• ASSIGNED TASK:
Write out each line from the data below that includes the word "Item".

Collected data:
>>>>>

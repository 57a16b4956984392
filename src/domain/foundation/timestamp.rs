//! Timestamp value object for immutable points in time.

use chrono::{DateTime, Utc};
use serde::{Deserialize, Serialize};

/// Immutable point in time, always UTC.
#[derive(Debug, Clone, Copy, PartialEq, Eq, PartialOrd, Ord, Hash, Serialize, Deserialize)]
#[serde(transparent)]
pub struct Timestamp(DateTime<Utc>);

impl Timestamp {
    /// Creates a timestamp for the current moment.
    pub fn now() -> Self {
        Self(Utc::now())
    }

    /// Creates a timestamp from a DateTime<Utc>.
    pub fn from_datetime(dt: DateTime<Utc>) -> Self {
        Self(dt)
    }

    /// Returns the inner DateTime.
    pub fn as_datetime(&self) -> &DateTime<Utc> {
        &self.0
    }
}

impl Default for Timestamp {
    fn default() -> Self {
        Self::now()
    }
}

#[cfg(test)]
mod tests {
    use super::*;

    #[test]
    fn timestamp_now_creates_current_time() {
        let before = Utc::now();
        let ts = Timestamp::now();
        let after = Utc::now();

        assert!(ts.as_datetime() >= &before);
        assert!(ts.as_datetime() <= &after);
    }

    #[test]
    fn ordering_follows_time() {
        let earlier = Timestamp::now();
        let later = Timestamp::from_datetime(*earlier.as_datetime() + chrono::Duration::seconds(5));

        assert!(earlier < later);
        assert_eq!(later.max(earlier), later);
    }

    #[test]
    fn serializes_as_rfc3339_string() {
        let ts = Timestamp::now();
        let json = serde_json::to_string(&ts).unwrap();
        let back: Timestamp = serde_json::from_str(&json).unwrap();
        assert_eq!(ts, back);
    }
}
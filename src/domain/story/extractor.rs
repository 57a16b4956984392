//! Recovery of the current story from a conversation's history.
//!
//! No "current story" is persisted. The most recent model turn that carries a
//! story defines it, so the story is derived here on demand from the ordered
//! message log. Everything in this module is pure.

use crate::domain::conversation::Message;

use super::snapshot::{parse_story_text, StorySnapshot};

/// Title used when a stored story has no `TITLE:` segment.
pub const CONTINUED_STORY_TITLE: &str = "Continued Story";

/// Newest-first scan over the story-carrying model turns of a history.
///
/// The scan borrows the history and never allocates; calling [`StoryScan::new`]
/// again on the same slice restarts it from the most recent turn.
#[derive(Debug, Clone)]
pub struct StoryScan<'a> {
    remaining: std::slice::Iter<'a, Message>,
}

impl<'a> StoryScan<'a> {
    /// Starts a scan over `history`, which must be in log order (oldest first).
    pub fn new(history: &'a [Message]) -> Self {
        Self {
            remaining: history.iter(),
        }
    }
}

impl<'a> Iterator for StoryScan<'a> {
    type Item = &'a Message;

    fn next(&mut self) -> Option<Self::Item> {
        self.remaining.by_ref().rev().find(|message| message.is_story())
    }
}

/// Returns the story defined by the most recent story-carrying model turn.
///
/// `None` means the conversation has no story yet; that is not an error.
pub fn extract_current_story(history: &[Message], fallback_title: &str) -> Option<StorySnapshot> {
    StoryScan::new(history)
        .next()
        .map(|message| parse_story_text(message.content(), fallback_title))
}
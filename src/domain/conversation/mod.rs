//! Conversation domain module.
//!
//! Conversations, their append-only message log entries, the confirmation
//! answer used by the new-story handshake, and story assignments.

mod assignment;
mod confirmation;
mod conversation;
mod message;

pub use assignment::StoryAssignment;
pub use confirmation::Confirmation;
pub use conversation::{preview_of, Conversation, PREVIEW_CHARS};
pub use message::{sort_into_log_order, Message, Sender};
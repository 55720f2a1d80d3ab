//! A discovered migration with its validated identifier

use super::identifier::VersionIdentifier;
use super::migration::Migration;
use super::schema_manager::SchemaManager;
use crate::executor::{DbError, Executor};
use std::fmt;

/// Whether a migration is being applied or reverted
#[derive(Debug, Clone, Copy, PartialEq, Eq, serde::Serialize)]
#[serde(rename_all = "lowercase")]
pub enum Direction {
    Up,
    Down,
}

impl Direction {
    pub fn as_str(&self) -> &'static str {
        match self {
            Direction::Up => "up",
            Direction::Down => "down",
        }
    }
}

impl fmt::Display for Direction {
    fn fmt(&self, f: &mut fmt::Formatter<'_>) -> fmt::Result {
        f.write_str(self.as_str())
    }
}

/// One migration as discovery produced it
///
/// The identifier is validated once at discovery; the unit never holds an execution context.
/// [`run`](Self::run) builds a [`SchemaManager`] for the duration of one call.
pub struct MigrationUnit {
    identifier: VersionIdentifier,
    description: String,
    module: &'static str,
    migration: Box<dyn Migration>,
}

impl MigrationUnit {
    pub(crate) fn new(
        identifier: VersionIdentifier,
        module: &'static str,
        migration: Box<dyn Migration>,
    ) -> Self {
        let description = migration.description();
        Self {
            identifier,
            description,
            module,
            migration,
        }
    }

    pub fn identifier(&self) -> &VersionIdentifier {
        &self.identifier
    }

    pub fn ordering_key(&self) -> i64 {
        self.identifier.ordering_key()
    }

    pub fn description(&self) -> &str {
        &self.description
    }

    /// Module the migration was registered from; embedded scripts resolve against it
    pub fn module(&self) -> &'static str {
        self.module
    }

    /// Run the unit's `up()` or `down()` against `executor`
    pub fn run(&self, executor: &dyn Executor, direction: Direction) -> Result<(), DbError> {
        let manager = SchemaManager::new(executor, self.module, self.migration.scripts());
        match direction {
            Direction::Up => self.migration.up(&manager),
            Direction::Down => self.migration.down(&manager),
        }
    }
}

impl fmt::Debug for MigrationUnit {
    fn fmt(&self, f: &mut fmt::Formatter<'_>) -> fmt::Result {
        f.debug_struct("MigrationUnit")
            .field("identifier", &self.identifier.display_text())
            .field("description", &self.description)
            .field("module", &self.module)
            .finish()
    }
}
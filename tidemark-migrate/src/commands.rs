//! Command handlers
//!
//! Handlers write to the supplied writer instead of stdout so they can run against any runner,
//! including one over `tidemark::memory::MemoryDatabase`.

use crate::cli::Commands;
use anyhow::{bail, Context};
use colored::Colorize;
use std::io::Write;
use tidemark::migration::{
    Direction, MigrationPlan, MigrationReport, MigrationRunner, Operation, VersionIdentifier,
};

/// Run a status/up/down command against `runner`
pub fn execute(
    runner: &MigrationRunner,
    command: &Commands,
    out: &mut dyn Write,
) -> anyhow::Result<()> {
    match command {
        Commands::Status { json } => handle_status(runner, *json, out),
        Commands::Up { to, dry_run } => {
            let operation = match parse_bound(to.as_deref())? {
                Some(bound) => Operation::UpTo(bound),
                None => Operation::UpAll,
            };
            handle_batch(runner, operation, *dry_run, out)
        }
        Commands::Down { to, dry_run } => {
            let operation = match parse_bound(to.as_deref())? {
                Some(bound) => Operation::DownTo(bound),
                None => Operation::DownAll,
            };
            handle_batch(runner, operation, *dry_run, out)
        }
        Commands::Generate { .. } => bail!("generate does not need a database connection"),
    }
}

fn parse_bound(text: Option<&str>) -> anyhow::Result<Option<VersionIdentifier>> {
    text.map(|t| {
        t.parse::<VersionIdentifier>()
            .with_context(|| format!("Invalid --to version '{t}'"))
    })
    .transpose()
}

fn handle_status(runner: &MigrationRunner, json: bool, out: &mut dyn Write) -> anyhow::Result<()> {
    let status = runner.status()?;

    if json {
        writeln!(out, "{}", serde_json::to_string_pretty(&status)?)?;
        return Ok(());
    }

    writeln!(out, "\n📊 Migration Status\n")?;

    if status.applied.is_empty() {
        writeln!(out, "✅ Applied Migrations: None")?;
    } else {
        writeln!(out, "✅ Applied Migrations ({}):", status.applied.len())?;
        for entry in &status.applied {
            writeln!(
                out,
                "  ✓ {} {} ({})",
                entry.text.green(),
                entry.description.as_deref().unwrap_or("-"),
                entry.applied_on.format("%Y-%m-%d %H:%M:%S")
            )?;
        }
    }

    writeln!(out)?;

    if status.pending.is_empty() {
        writeln!(out, "⏳ Pending Migrations: None")?;
    } else {
        writeln!(out, "⏳ Pending Migrations ({}):", status.pending.len())?;
        let gaps = status.gaps();
        for pending in &status.pending {
            let note = if gaps.contains(&pending) {
                " (below the highest applied version; only `up --to` applies it)"
            } else {
                ""
            };
            writeln!(
                out,
                "  ⏳ {} {}{}",
                pending.identifier.to_string().yellow(),
                pending.description,
                note
            )?;
        }
    }

    if !status.unknown.is_empty() {
        writeln!(out)?;
        writeln!(
            out,
            "⚠️  Ledger rows without a matching migration ({}):",
            status.unknown.len()
        )?;
        for entry in &status.unknown {
            writeln!(
                out,
                "  ? {} {}",
                entry.text.red(),
                entry.description.as_deref().unwrap_or("-")
            )?;
        }
    }

    writeln!(
        out,
        "\n📈 Summary: {} applied, {} pending",
        status.applied.len(),
        status.pending.len()
    )?;
    Ok(())
}

fn handle_batch(
    runner: &MigrationRunner,
    operation: Operation,
    dry_run: bool,
    out: &mut dyn Write,
) -> anyhow::Result<()> {
    if dry_run {
        let plan = runner.plan(operation)?;
        return print_plan(&plan, out);
    }

    match operation.direction() {
        Direction::Up => writeln!(out, "Applying migrations...")?,
        Direction::Down => writeln!(out, "Rolling back migrations...")?,
    }

    let report = match operation {
        Operation::UpAll => runner.up()?,
        Operation::DownAll => runner.down()?,
        Operation::UpTo(bound) => runner.up_to(&bound)?,
        Operation::DownTo(bound) => runner.down_to(&bound)?,
    };
    print_report(&report, out)
}

fn print_plan(plan: &MigrationPlan, out: &mut dyn Write) -> anyhow::Result<()> {
    let verb = match plan.direction {
        Direction::Up => "apply",
        Direction::Down => "roll back",
    };

    if plan.is_empty() {
        writeln!(out, "No migrations to {verb}")?;
        return Ok(());
    }

    writeln!(out, "Would {verb} {} migration(s):", plan.len())?;
    for (i, migration) in plan.migrations.iter().enumerate() {
        writeln!(out, "  {}. {} {}", i + 1, migration.identifier, migration.description)?;
    }
    Ok(())
}

fn print_report(report: &MigrationReport, out: &mut dyn Write) -> anyhow::Result<()> {
    let (verb, past) = match report.direction {
        Direction::Up => ("apply", "applied"),
        Direction::Down => ("roll back", "rolled back"),
    };

    if report.is_empty() {
        writeln!(out, "✅ No migrations to {verb}")?;
        return Ok(());
    }

    writeln!(out, "✅ Successfully {past} {} migration(s)", report.len())?;
    for migration in &report.migrations {
        writeln!(out, "  {} {}", migration.identifier.to_string().green(), migration.description)?;
    }
    Ok(())
}
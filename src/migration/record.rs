//! `LedgerEntry` - one row of the version ledger

use super::identifier::{VersionIdentifier, VersionKind};
use super::unit::MigrationUnit;
use crate::executor::DbError;
use crate::migration::MigrationError;
use chrono::{DateTime, Utc};
use serde::Serialize;

/// Longest `AttributeKind` value the ledger column holds
pub const KIND_MAX_LEN: usize = 9;
/// Longest `Text` value the ledger column holds
pub const TEXT_MAX_LEN: usize = 127;
/// Longest `AttributeTypeFullName` value the ledger column holds
pub const MARKER_TYPE_MAX_LEN: usize = 255;

/// A migration recorded as applied
///
/// Created when an `up()` commits and deleted when the matching `down()` commits; rows are never
/// updated in place. `version_id` is the ordering key at the time of application and is never
/// re-derived from `text`.
#[derive(Debug, Clone, PartialEq, Eq, Serialize)]
pub struct LedgerEntry {
    /// Storage-assigned surrogate key (`None` until the row is written)
    pub row_id: Option<i64>,
    pub version_id: i64,
    pub applied_on: DateTime<Utc>,
    pub kind: Option<VersionKind>,
    /// Display text of the identifier
    pub text: String,
    /// Which marker type declared the migration
    #[serde(serialize_with = "serialize_marker")]
    pub marker: VersionKind,
    pub description: Option<String>,
}

fn serialize_marker<S: serde::Serializer>(kind: &VersionKind, s: S) -> Result<S::Ok, S::Error> {
    s.serialize_str(kind.marker_type_name())
}

impl LedgerEntry {
    /// Build the entry an `up()` of `unit` records
    #[must_use]
    pub fn from_unit(unit: &MigrationUnit, applied_on: DateTime<Utc>) -> Self {
        let identifier = unit.identifier();
        Self {
            row_id: None,
            version_id: identifier.ordering_key(),
            applied_on,
            kind: Some(identifier.kind()),
            text: identifier.display_text(),
            marker: identifier.kind(),
            description: Some(unit.description().to_string()),
        }
    }

    /// Assemble an entry from stored column values
    ///
    /// # Errors
    ///
    /// Returns `MigrationError::Validation` if the marker type name is not one of the two marker
    /// types, or the kind text is unknown or too long.
    pub fn from_parts(
        row_id: Option<i64>,
        version_id: i64,
        applied_on: DateTime<Utc>,
        kind: Option<&str>,
        text: String,
        marker_type_name: &str,
        description: Option<String>,
    ) -> Result<Self, MigrationError> {
        let marker = VersionKind::from_marker_type_name(marker_type_name)?;
        let kind = match kind {
            Some(k) if k.len() > KIND_MAX_LEN => {
                return Err(MigrationError::Validation(format!(
                    "Attribute kind '{k}' is longer than {KIND_MAX_LEN} characters"
                )));
            }
            Some(k) => Some(k.parse::<VersionKind>()?),
            None => None,
        };

        Ok(Self {
            row_id,
            version_id,
            applied_on,
            kind,
            text,
            marker,
            description,
        })
    }

    /// Decode a row selected as
    /// `Id, VersionId, AppliedOn, AttributeKind, Text, AttributeTypeFullName, Description`
    ///
    /// # Errors
    ///
    /// Returns `MigrationError::Database` when a column cannot be read and
    /// `MigrationError::Validation` for unrecognized marker types.
    pub fn from_row(row: &may_postgres::Row) -> Result<Self, MigrationError> {
        let row_id: i64 = row.try_get(0).map_err(DbError::Postgres)?;
        let version_id: i64 = row.try_get(1).map_err(DbError::Postgres)?;
        let applied_on: DateTime<Utc> = row.try_get(2).map_err(DbError::Postgres)?;
        let kind: Option<String> = row.try_get(3).map_err(DbError::Postgres)?;
        let text: String = row.try_get(4).map_err(DbError::Postgres)?;
        let marker_type_name: String = row.try_get(5).map_err(DbError::Postgres)?;
        let description: Option<String> = row.try_get(6).map_err(DbError::Postgres)?;

        Self::from_parts(
            Some(row_id),
            version_id,
            applied_on,
            kind.as_deref(),
            text,
            &marker_type_name,
            description,
        )
    }

    /// Check column limits before writing
    ///
    /// # Errors
    ///
    /// Returns `MigrationError::Validation` if `text` does not fit the ledger column.
    pub fn validate(&self) -> Result<(), MigrationError> {
        if self.text.len() > TEXT_MAX_LEN {
            return Err(MigrationError::Validation(format!(
                "Identifier text '{}' is longer than {TEXT_MAX_LEN} characters",
                self.text
            )));
        }
        debug_assert!(self.marker.marker_type_name().len() <= MARKER_TYPE_MAX_LEN);
        Ok(())
    }

    /// Rebuild the identifier from the stored display text
    ///
    /// # Errors
    ///
    /// Returns `MigrationError::Validation` if the text does not parse.
    pub fn identifier(&self) -> Result<VersionIdentifier, MigrationError> {
        self.text.parse()
    }
}

#[cfg(test)]
mod tests {
    use super::*;
    use crate::executor::DbError;
    use crate::migration::{Migration, MigrationModule, MigrationRegistry, SchemaManager, VersionMarker};
    use chrono::TimeZone;

    struct AddEmail;

    impl Migration for AddEmail {
        fn marker(&self) -> VersionMarker {
            VersionMarker::timestamp(2024, 2, 3, 4, 5, 6)
        }

        fn description(&self) -> String {
            "Add email column".to_string()
        }

        fn up(&self, _manager: &SchemaManager<'_>) -> Result<(), DbError> {
            Ok(())
        }

        fn down(&self, _manager: &SchemaManager<'_>) -> Result<(), DbError> {
            Ok(())
        }
    }

    fn now() -> DateTime<Utc> {
        Utc.with_ymd_and_hms(2024, 5, 1, 10, 0, 0).unwrap()
    }

    #[test]
    fn test_from_unit() {
        let set = MigrationRegistry::new()
            .module(MigrationModule::new("app::migrations").with(AddEmail))
            .discover()
            .unwrap();

        let entry = LedgerEntry::from_unit(&set.units()[0], now());
        assert_eq!(entry.row_id, None);
        assert_eq!(entry.version_id, 20240203040506);
        assert_eq!(entry.kind, Some(VersionKind::Timestamp));
        assert_eq!(entry.text, "2024-02-03T04:05:06.0000000");
        assert_eq!(entry.marker, VersionKind::Timestamp);
        assert_eq!(entry.description.as_deref(), Some("Add email column"));
        assert!(entry.validate().is_ok());
        assert_eq!(entry.identifier().unwrap().ordering_key(), entry.version_id);
    }

    struct PaddedDescription;

    impl Migration for PaddedDescription {
        fn marker(&self) -> VersionMarker {
            VersionMarker::version(3, 1)
        }

        fn description(&self) -> String {
            "  Backfill totals \n".to_string()
        }

        fn up(&self, _manager: &SchemaManager<'_>) -> Result<(), DbError> {
            Ok(())
        }

        fn down(&self, _manager: &SchemaManager<'_>) -> Result<(), DbError> {
            Ok(())
        }
    }

    #[test]
    fn test_from_unit_keeps_description_verbatim() {
        let set = MigrationRegistry::new()
            .module(MigrationModule::new("app::migrations").with(PaddedDescription))
            .discover()
            .unwrap();

        let entry = LedgerEntry::from_unit(&set.units()[0], now());
        assert_eq!(entry.description.as_deref(), Some("  Backfill totals \n"));
    }

    #[test]
    fn test_from_parts_accepts_known_marker_types() {
        let entry = LedgerEntry::from_parts(
            Some(7),
            1_0002_0000_0000,
            now(),
            Some("Version"),
            "1.2.0.0".to_string(),
            "tidemark::migration::VersionMigration",
            None,
        )
        .unwrap();

        assert_eq!(entry.kind, Some(VersionKind::SemanticVersion));
        assert_eq!(entry.marker, VersionKind::SemanticVersion);
    }

    #[test]
    fn test_from_parts_null_kind() {
        let entry = LedgerEntry::from_parts(
            Some(1),
            20240101000000,
            now(),
            None,
            "2024-01-01T00:00:00.0000000".to_string(),
            "tidemark::migration::TimeStampMigration",
            Some("seed".to_string()),
        )
        .unwrap();
        assert_eq!(entry.kind, None);
    }

    #[test]
    fn test_from_parts_rejects_unknown_marker_type() {
        let err = LedgerEntry::from_parts(
            Some(1),
            1,
            now(),
            Some("Version"),
            "0.0.0.1".to_string(),
            "app::MyOwnMarker",
            None,
        )
        .unwrap_err();
        assert!(matches!(err, MigrationError::Validation(_)));
    }

    #[test]
    fn test_from_parts_rejects_long_kind() {
        let err = LedgerEntry::from_parts(
            Some(1),
            1,
            now(),
            Some("TimeStampExtra"),
            "0.0.0.1".to_string(),
            "tidemark::migration::VersionMigration",
            None,
        )
        .unwrap_err();
        assert!(matches!(err, MigrationError::Validation(_)));
    }

    #[test]
    fn test_serializes_marker_type_name() {
        let entry = LedgerEntry::from_parts(
            Some(1),
            1_0000_0000_0000,
            now(),
            Some("Version"),
            "1.0.0.0".to_string(),
            "tidemark::migration::VersionMigration",
            None,
        )
        .unwrap();

        let json = serde_json::to_value(&entry).unwrap();
        assert_eq!(json["marker"], "tidemark::migration::VersionMigration");
        assert_eq!(json["kind"], "Version");
    }
}
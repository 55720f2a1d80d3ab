//! SQL scripts compiled into the binary next to the migrations that run them

/// A SQL script embedded with [`embedded_script!`](crate::embedded_script)
///
/// `path` is the path as written at the call site, relative to the declaring source file.
#[derive(Debug, Clone, Copy, PartialEq, Eq)]
pub struct EmbeddedScript {
    pub path: &'static str,
    pub sql: &'static str,
}

impl EmbeddedScript {
    pub const fn new(path: &'static str, sql: &'static str) -> Self {
        Self { path, sql }
    }
}

/// Normalize a script path for lookup: forward slashes, no leading `./`
pub(crate) fn normalize_path(path: &str) -> String {
    let unified = path.trim().replace('\\', "/");
    let mut rest = unified.as_str();
    while let Some(stripped) = rest.strip_prefix("./") {
        rest = stripped;
    }
    rest.to_string()
}

/// Find a script by path in a migration's embedded scripts
pub(crate) fn find<'s>(scripts: &'s [EmbeddedScript], path: &str) -> Option<&'s EmbeddedScript> {
    let wanted = normalize_path(path);
    scripts
        .iter()
        .find(|script| normalize_path(script.path) == wanted)
}

/// Embed a SQL file relative to the current source file
///
/// ```rust,ignore
/// use tidemark::embedded_script;
/// use tidemark::migration::EmbeddedScript;
///
/// const SCRIPTS: &[EmbeddedScript] = &[
///     embedded_script!("sql/0001_create_users.sql"),
///     embedded_script!("sql/0001_drop_users.sql"),
/// ];
/// ```
#[macro_export]
macro_rules! embedded_script {
    ($path:literal) => {
        $crate::migration::EmbeddedScript::new($path, include_str!($path))
    };
}

#[cfg(test)]
mod tests {
    use super::*;

    const SCRIPTS: &[EmbeddedScript] = &[
        EmbeddedScript::new("sql/create.sql", "CREATE TABLE a (id BIGINT)"),
        EmbeddedScript::new("./sql/drop.sql", "DROP TABLE a"),
    ];

    #[test]
    fn test_find_normalizes_paths() {
        assert_eq!(find(SCRIPTS, "./sql/create.sql").unwrap().sql, "CREATE TABLE a (id BIGINT)");
        assert_eq!(find(SCRIPTS, "sql/drop.sql").unwrap().sql, "DROP TABLE a");
        assert_eq!(find(SCRIPTS, "sql\\drop.sql").unwrap().sql, "DROP TABLE a");
        assert!(find(SCRIPTS, "sql/seed.sql").is_none());
    }
}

<<<<<

• YOUR RESPONSE:
    type Item = &'a Message;
    fn next(&mut self) -> Option<Self::Item> {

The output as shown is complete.